Sophisticated weaponry is never lacking for Haitian gangs. Increasingly powerful Haitian gangs are “armed to the teeth,” Ambassador Fu insisted, “a phenomenon inextricably linked to an endless influx of weapons and ammunition.” Thus, allowing weapons to flow into the hands of gangs, he said, “while pushing for the deployment of armed forces to operate in Haiti is a contradictory approach that risks plunging Haiti into greater security turmoil and exposing both the Haitian people and the troops deployed to heightened risks.”

Nebenzia chastised the U.S. for failing to address the “root causes” of the Haitian crisis, trying, instead, to shift the responsibility for the country’s crisis away from itself and onto the entire international community. It is within the U.S.’s power to resolve the real problem, he said, which requires “first and foremost stopping the unimpeded flow of illegal weapons, as required by the existing Security Council embargo.” In this context, Nebenzia also raised the issue of the U.S.’s current escalating naval operations in the Caribbean, threatening to invade Venezuela or overthrow its President Nicolas Maduro, using the pretext that he runs a drug cartel.

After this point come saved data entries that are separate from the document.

//! Command-line and environment configuration.

use std::path::PathBuf;
use std::time::Duration;

use clap::{Parser, ValueEnum};

use pipeline::{AgentId, ChainLimits, Model};

#[derive(Debug, Clone, Copy, PartialEq, Eq, ValueEnum)]
pub enum LogFormat {
    Text,
    Json,
}

#[derive(Debug, Parser)]
#[command(
    name = "stepchain-agent",
    version = env!("CARGO_PKG_VERSION"),
    about = "Runs a configured chain of LLM calls over every payload received from a relay server"
)]
pub struct Cli {
    /// Step configuration file.
    #[arg(long, default_value = "configs/agent_steps.json")]
    pub steps: PathBuf,

    /// Relay server host.
    #[arg(long, default_value = "127.0.0.1")]
    pub host: String,

    /// Relay server port.
    #[arg(long, default_value_t = 8888)]
    pub port: u16,

    /// Sender id attached to every outbound message.
    #[arg(long, default_value = "minimal_agent", value_parser = parse_agent_id)]
    pub agent_id: AgentId,

    /// Model used by steps that do not name one. Unsupported names run as gpt-4o-mini.
    #[arg(long, env = "OPENAI_MODEL", default_value = "gpt-4o-mini", value_parser = parse_model)]
    pub model: Model,

    /// Maximum number of steps run per payload.
    #[arg(long, env = "MAX_OPENAI_CALLS", default_value_t = ChainLimits::DEFAULT_MAX_CALLS)]
    pub max_calls: usize,

    /// Chat-completions base URL, up to and including the API version.
    #[arg(long, env = "OPENAI_BASE_URL")]
    pub api_base: Option<String>,

    #[arg(long, env = "OPENAI_API_KEY", hide_env_values = true)]
    pub api_key: String,

    #[arg(long, default_value_t = 60)]
    pub request_timeout_secs: u64,

    /// How long the consumer sleeps when the inbound buffer is empty.
    #[arg(long, default_value_t = 50)]
    pub poll_interval_ms: u64,

    #[arg(long, value_enum, default_value_t = LogFormat::Text)]
    pub log_format: LogFormat,
}

impl Cli {
    pub fn limits(&self) -> ChainLimits {
        ChainLimits::with_max_calls(self.max_calls)
    }

    pub fn request_timeout(&self) -> Duration {
        Duration::from_secs(self.request_timeout_secs)
    }

    pub fn poll_interval(&self) -> Duration {
        Duration::from_millis(self.poll_interval_ms)
    }
}

fn parse_model(name: &str) -> Result<Model, String> {
    Ok(Model::sanitize_name(name))
}

fn parse_agent_id(id: &str) -> Result<AgentId, String> {
    AgentId::new(id).ok_or_else(|| "agent id must not be empty".to_owned())
}

#[cfg(test)]
mod tests {
    use super::*;

    fn parse(args: &[&str]) -> Result<Cli, clap::Error> {
        let mut argv = vec!["stepchain-agent", "--api-key", "sk-test"];
        argv.extend_from_slice(args);
        Cli::try_parse_from(argv)
    }

    #[test]
    fn flags_override_defaults() {
        let cli = parse(&[
            "--steps",
            "other.json",
            "--port",
            "9000",
            "--agent-id",
            "summariser",
            "--model",
            "gpt-4o",
            "--max-calls",
            "2",
            "--log-format",
            "json",
        ])
        .unwrap();
        assert_eq!(cli.steps, PathBuf::from("other.json"));
        assert_eq!(cli.port, 9000);
        assert_eq!(cli.agent_id.as_str(), "summariser");
        assert_eq!(cli.model, Model::Gpt4o);
        assert_eq!(cli.limits().max_calls, 2);
        assert_eq!(cli.log_format, LogFormat::Json);
    }

    #[test]
    fn unknown_models_run_as_mini() {
        let cli = parse(&["--model", "gpt-2"]).unwrap();
        assert_eq!(cli.model, Model::Gpt4oMini);
    }

    #[test]
    fn empty_agent_id_is_rejected() {
        assert!(parse(&["--agent-id", ""]).is_err());
    }

    #[test]
    fn derived_durations() {
        let cli = parse(&["--request-timeout-secs", "5", "--poll-interval-ms", "10"]).unwrap();
        assert_eq!(cli.request_timeout(), Duration::from_secs(5));
        assert_eq!(cli.poll_interval(), Duration::from_millis(10));
    }
}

Is there some plan to make Haiti a part of this U.S. deployment? Beware, warned Russian ambassador Nebenzia. This GSF initiative “inspires even less trust in us given the escalating tensions in the Caribbean and the deployment of American armed forces near the shores of Venezuela. We have no confidence that it will not occur to the authors of today’s text”—the U.S.-Panama resolution—"to connect in some `creative way’ their military activity against alleged drug cartels with the situation in Haiti.”